━━━ Records provided ━━━

use axum::extract::State;
use axum::http::HeaderMap;
use axum::Json;
use tracing::{info, instrument, warn};

use crate::auth::cookies;
use crate::auth::extractors::{AdminUser, AuthUser};
use crate::auth::password::hash_password;
use crate::error::{is_unique_violation, ApiError};
use crate::response::ApiResponse;
use crate::state::AppState;
use crate::users::dto::{AdminDeleteRequest, UpdateUserRequest, UserData, UsersData};
use crate::users::repo_types::{User, UserChanges};

#[instrument(skip(state))]
pub async fn get_me(
    State(state): State<AppState>,
    auth: AuthUser,
) -> Result<Json<ApiResponse<UserData>>, ApiError> {
    let user = User::find_by_id(&state.db, auth.id)
        .await?
        .ok_or_else(|| {
            warn!(user_id = %auth.id, "authenticated user no longer exists");
            ApiError::NotFound("User not found!".into())
        })?;

    Ok(Json(ApiResponse::new(
        "User fetched successfully!",
        UserData { user },
    )))
}

#[instrument(skip(state))]
pub async fn list_users(
    State(state): State<AppState>,
    AdminUser(admin): AdminUser,
) -> Result<Json<ApiResponse<UsersData>>, ApiError> {
    let users = User::list_all(&state.db).await?;

    // An empty listing answers 404, kept from the previous deployment
    if users.is_empty() {
        return Err(ApiError::NotFound("No users found!".into()));
    }

    info!(admin_id = %admin.id, count = users.len(), "admin listed users");
    Ok(Json(ApiResponse::new(
        "All Users fetched successfully!",
        UsersData { users },
    )))
}

#[instrument(skip(state, payload))]
pub async fn update_me(
    State(state): State<AppState>,
    auth: AuthUser,
    Json(payload): Json<UpdateUserRequest>,
) -> Result<Json<ApiResponse<UserData>>, ApiError> {
    let mut changes = UserChanges {
        name: payload.name.filter(|s| !s.is_empty()),
        email: payload
            .email
            .filter(|s| !s.is_empty())
            .map(|e| e.trim().to_lowercase()),
        bio: payload.bio.filter(|s| !s.is_empty()),
        image: payload.image.filter(|s| !s.is_empty()),
        password_hash: None,
    };

    if let Some(password) = payload.password.filter(|s| !s.is_empty()) {
        changes.password_hash = Some(hash_password(&password, &state.config.hashing)?);
    }

    if changes.is_empty() {
        warn!(user_id = %auth.id, "update with no fields");
        return Err(ApiError::Validation("No fields provided to update!".into()));
    }

    let user = match User::update(&state.db, auth.id, &changes).await {
        Ok(Some(u)) => u,
        Ok(None) => {
            warn!(user_id = %auth.id, "update target missing");
            return Err(ApiError::NotFound("User not found!".into()));
        }
        Err(e) if is_unique_violation(&e) => {
            warn!(user_id = %auth.id, "update email already taken");
            return Err(ApiError::Conflict("Email already registered".into()));
        }
        Err(e) => return Err(e.into()),
    };

    info!(user_id = %user.id, "user updated");
    Ok(Json(ApiResponse::new(
        "User updated successfully!",
        UserData { user },
    )))
}

#[instrument(skip(state))]
pub async fn delete_me(
    State(state): State<AppState>,
    auth: AuthUser,
) -> Result<(HeaderMap, Json<ApiResponse<()>>), ApiError> {
    if !User::delete(&state.db, auth.id).await? {
        warn!(user_id = %auth.id, "delete target missing");
        return Err(ApiError::NotFound("User not found!".into()));
    }

    let cleared = cookies::clear_session_headers(state.config.cookie_secure)?;
    info!(user_id = %auth.id, "user deleted own account");
    Ok((
        cleared,
        Json(ApiResponse::message("User deleted successfully!")),
    ))
}

#[instrument(skip(state, payload))]
pub async fn admin_delete(
    State(state): State<AppState>,
    AdminUser(admin): AdminUser,
    Json(payload): Json<AdminDeleteRequest>,
) -> Result<Json<ApiResponse<()>>, ApiError> {
    let target = payload
        .id
        .ok_or_else(|| ApiError::Validation("User ID is required!".into()))?;

    if !User::delete(&state.db, target).await? {
        warn!(admin_id = %admin.id, target_id = %target, "admin delete target missing");
        return Err(ApiError::NotFound("User not found!".into()));
    }

    info!(admin_id = %admin.id, target_id = %target, "admin deleted user");
    Ok(Json(ApiResponse::message("User deleted successfully!")))
}
mod app;
mod auth;
mod config;
mod error;
mod response;
mod state;
mod users;

use crate::state::AppState;

#[tokio::main]
async fn main() -> anyhow::Result<()> {
    dotenvy::dotenv().ok();

    let env_filter = std::env::var("RUST_LOG")
        .unwrap_or_else(|_| "userhub=debug,axum=info,tower_http=info".to_string());
    let json_logs = std::env::var("LOG_FORMAT")
        .map(|v| v == "json")
        .unwrap_or(false);

    if json_logs {
        tracing_subscriber::fmt()
            .with_env_filter(env_filter)
            .with_target(false)
            .json()
            .init();
    } else {
        tracing_subscriber::fmt().with_env_filter(env_filter).init();
    }

    let app_state = AppState::init().await?;

    // Run migrations if present
    if let Err(e) = sqlx::migrate!("./migrations").run(&app_state.db).await {
        tracing::warn!(error = %e, "migrations folder not found or migration failed; continuing");
    }

    let app = app::build_app(app_state);
    app::serve(app).await
}
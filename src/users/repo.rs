use sqlx::PgPool;
use uuid::Uuid;

use crate::users::repo_types::{User, UserChanges};

impl User {
    /// Find a user by email.
    pub async fn find_by_email(db: &PgPool, email: &str) -> anyhow::Result<Option<User>> {
        let user = sqlx::query_as::<_, User>(
            r#"
            SELECT id, name, email, password_hash, bio, image, role, is_verified, created_at
            FROM users
            WHERE email = $1
            "#,
        )
        .bind(email)
        .fetch_optional(db)
        .await?;
        Ok(user)
    }

    /// Find a user by id.
    pub async fn find_by_id(db: &PgPool, id: Uuid) -> anyhow::Result<Option<User>> {
        let user = sqlx::query_as::<_, User>(
            r#"
            SELECT id, name, email, password_hash, bio, image, role, is_verified, created_at
            FROM users
            WHERE id = $1
            "#,
        )
        .bind(id)
        .fetch_optional(db)
        .await?;
        Ok(user)
    }

    /// Create a new user with a hashed password. Bio, image, role and the
    /// verified flag take their column defaults.
    pub async fn create(
        db: &PgPool,
        id: Uuid,
        name: &str,
        email: &str,
        password_hash: &str,
    ) -> anyhow::Result<User> {
        let user = sqlx::query_as::<_, User>(
            r#"
            INSERT INTO users (id, name, email, password_hash)
            VALUES ($1, $2, $3, $4)
            RETURNING id, name, email, password_hash, bio, image, role, is_verified, created_at
            "#,
        )
        .bind(id)
        .bind(name)
        .bind(email)
        .bind(password_hash)
        .fetch_one(db)
        .await?;
        Ok(user)
    }

    /// All users, oldest first.
    pub async fn list_all(db: &PgPool) -> anyhow::Result<Vec<User>> {
        let users = sqlx::query_as::<_, User>(
            r#"
            SELECT id, name, email, password_hash, bio, image, role, is_verified, created_at
            FROM users
            ORDER BY created_at ASC
            "#,
        )
        .fetch_all(db)
        .await?;
        Ok(users)
    }

    /// Apply a partial update; absent fields keep their current value.
    /// Returns `None` when the row no longer exists.
    pub async fn update(
        db: &PgPool,
        id: Uuid,
        changes: &UserChanges,
    ) -> anyhow::Result<Option<User>> {
        let user = sqlx::query_as::<_, User>(
            r#"
            UPDATE users
            SET name = COALESCE($2, name),
                email = COALESCE($3, email),
                bio = COALESCE($4, bio),
                image = COALESCE($5, image),
                password_hash = COALESCE($6, password_hash)
            WHERE id = $1
            RETURNING id, name, email, password_hash, bio, image, role, is_verified, created_at
            "#,
        )
        .bind(id)
        .bind(changes.name.as_deref())
        .bind(changes.email.as_deref())
        .bind(changes.bio.as_deref())
        .bind(changes.image.as_deref())
        .bind(changes.password_hash.as_deref())
        .fetch_optional(db)
        .await?;
        Ok(user)
    }

    /// Delete a user row. Returns false when nothing was deleted.
    pub async fn delete(db: &PgPool, id: Uuid) -> anyhow::Result<bool> {
        let result = sqlx::query("DELETE FROM users WHERE id = $1")
            .bind(id)
            .execute(db)
            .await?;
        Ok(result.rows_affected() > 0)
    }
}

━━━

> _Work task_
Where does the word "config" show up in the material? Copy out each line that has it.

> _Answer to this task_
        changes.password_hash = Some(hash_password(&password, &state.config.hashing)?);
    let cleared = cookies::clear_session_headers(state.config.cookie_secure)?;
mod config;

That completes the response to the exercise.